## WHAT THIS TASK INVOLVES
Note how many lines of the data below hold the word "WoodFamily", then give that number with no other text.

(Stored data)
*-*-*

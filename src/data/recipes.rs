// Recipe tables - crafting and smelting knowledge per game version
use std::collections::HashMap;

/// One ingredient slot of a recipe. Wood-family slots accept any species
/// ("any planks"); concrete slots name a single item.
#[derive(Debug, Clone, PartialEq, Eq)]
pub enum IngredientSpec {
    Item(String),
    /// Family suffix, e.g. "planks" or "log"; expands to `<species>_<suffix>`.
    WoodFamily(String),
}

#[derive(Debug, Clone, PartialEq, Eq)]
pub struct RecipeIngredient {
    pub spec: IngredientSpec,
    pub count: u32,
}

#[derive(Debug, Clone, PartialEq, Eq)]
pub struct Recipe {
    pub ingredients: Vec<RecipeIngredient>,
    pub result_count: u32,
    /// True when the 3x3 grid (a crafting table) is needed.
    pub requires_station: bool,
}

fn item(name: &str, count: u32) -> RecipeIngredient {
    RecipeIngredient {
        spec: IngredientSpec::Item(name.to_string()),
        count,
    }
}

fn family(suffix: &str, count: u32) -> RecipeIngredient {
    RecipeIngredient {
        spec: IngredientSpec::WoodFamily(suffix.to_string()),
        count,
    }
}

/// Crafting recipes keyed by produced item.
pub fn build_recipes(species: &[&str]) -> HashMap<String, Vec<Recipe>> {
    let mut recipes: HashMap<String, Vec<Recipe>> = HashMap::new();
    let mut insert = |output: &str, ingredients: Vec<RecipeIngredient>, result_count: u32, station: bool| {
        recipes.entry(output.to_string()).or_default().push(Recipe {
            ingredients,
            result_count,
            requires_station: station,
        });
    };

    // Wood processing, one recipe per species
    for sp in species {
        insert(
            &format!("{}_planks", sp),
            vec![item(&format!("{}_log", sp), 1)],
            4,
            false,
        );
        insert(
            &format!("{}_stairs", sp),
            vec![item(&format!("{}_planks", sp), 6)],
            4,
            true,
        );
    }

    // Basic shapes any species satisfies
    insert("stick", vec![family("planks", 2)], 4, false);
    insert("crafting_table", vec![family("planks", 4)], 1, false);
    insert("chest", vec![family("planks", 8)], 1, true);
    insert("furnace", vec![item("cobblestone", 8)], 1, true);
    insert("torch", vec![item("coal", 1), item("stick", 1)], 4, false);
    insert("torch", vec![item("charcoal", 1), item("stick", 1)], 4, false);

    // Tools per tier
    insert("wooden_pickaxe", vec![family("planks", 3), item("stick", 2)], 1, true);
    insert("wooden_axe", vec![family("planks", 3), item("stick", 2)], 1, true);
    insert("wooden_shovel", vec![family("planks", 1), item("stick", 2)], 1, true);
    insert("wooden_sword", vec![family("planks", 2), item("stick", 1)], 1, true);
    insert("stone_pickaxe", vec![item("cobblestone", 3), item("stick", 2)], 1, true);
    insert("stone_axe", vec![item("cobblestone", 3), item("stick", 2)], 1, true);
    insert("stone_shovel", vec![item("cobblestone", 1), item("stick", 2)], 1, true);
    insert("stone_sword", vec![item("cobblestone", 2), item("stick", 1)], 1, true);
    insert("iron_pickaxe", vec![item("iron_ingot", 3), item("stick", 2)], 1, true);
    insert("iron_axe", vec![item("iron_ingot", 3), item("stick", 2)], 1, true);
    insert("iron_shovel", vec![item("iron_ingot", 1), item("stick", 2)], 1, true);
    insert("iron_sword", vec![item("iron_ingot", 2), item("stick", 1)], 1, true);
    insert("diamond_pickaxe", vec![item("diamond", 3), item("stick", 2)], 1, true);
    insert("diamond_axe", vec![item("diamond", 3), item("stick", 2)], 1, true);
    insert("diamond_shovel", vec![item("diamond", 1), item("stick", 2)], 1, true);
    insert("diamond_sword", vec![item("diamond", 2), item("stick", 1)], 1, true);

    // Storage-block packing, both directions (mutually recursive on purpose;
    // the builder's visited guard breaks the cycle)
    insert("iron_ingot", vec![item("iron_block", 1)], 9, false);
    insert("iron_block", vec![item("iron_ingot", 9)], 1, true);
    insert("raw_iron", vec![item("raw_iron_block", 1)], 9, false);
    insert("raw_iron_block", vec![item("raw_iron", 9)], 1, true);

    recipes
}

/// A smelting input: the item (or wood family) fed into the furnace.
#[derive(Debug, Clone, PartialEq, Eq)]
pub enum SmeltInput {
    Item(String),
    WoodFamily(String),
}

/// Smeltable outputs keyed by produced item.
pub fn build_smelting() -> HashMap<String, Vec<SmeltInput>> {
    let mut smelting: HashMap<String, Vec<SmeltInput>> = HashMap::new();

    smelting.insert(
        "iron_ingot".to_string(),
        vec![SmeltInput::Item("raw_iron".to_string())],
    );
    smelting.insert(
        "gold_ingot".to_string(),
        vec![SmeltInput::Item("raw_gold".to_string())],
    );
    smelting.insert(
        "stone".to_string(),
        vec![SmeltInput::Item("cobblestone".to_string())],
    );
    smelting.insert(
        "glass".to_string(),
        vec![SmeltInput::Item("sand".to_string())],
    );
    smelting.insert(
        "charcoal".to_string(),
        vec![SmeltInput::WoodFamily("log".to_string())],
    );

    smelting
}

*-*-*

## REPLY TO THE EXERCISE
4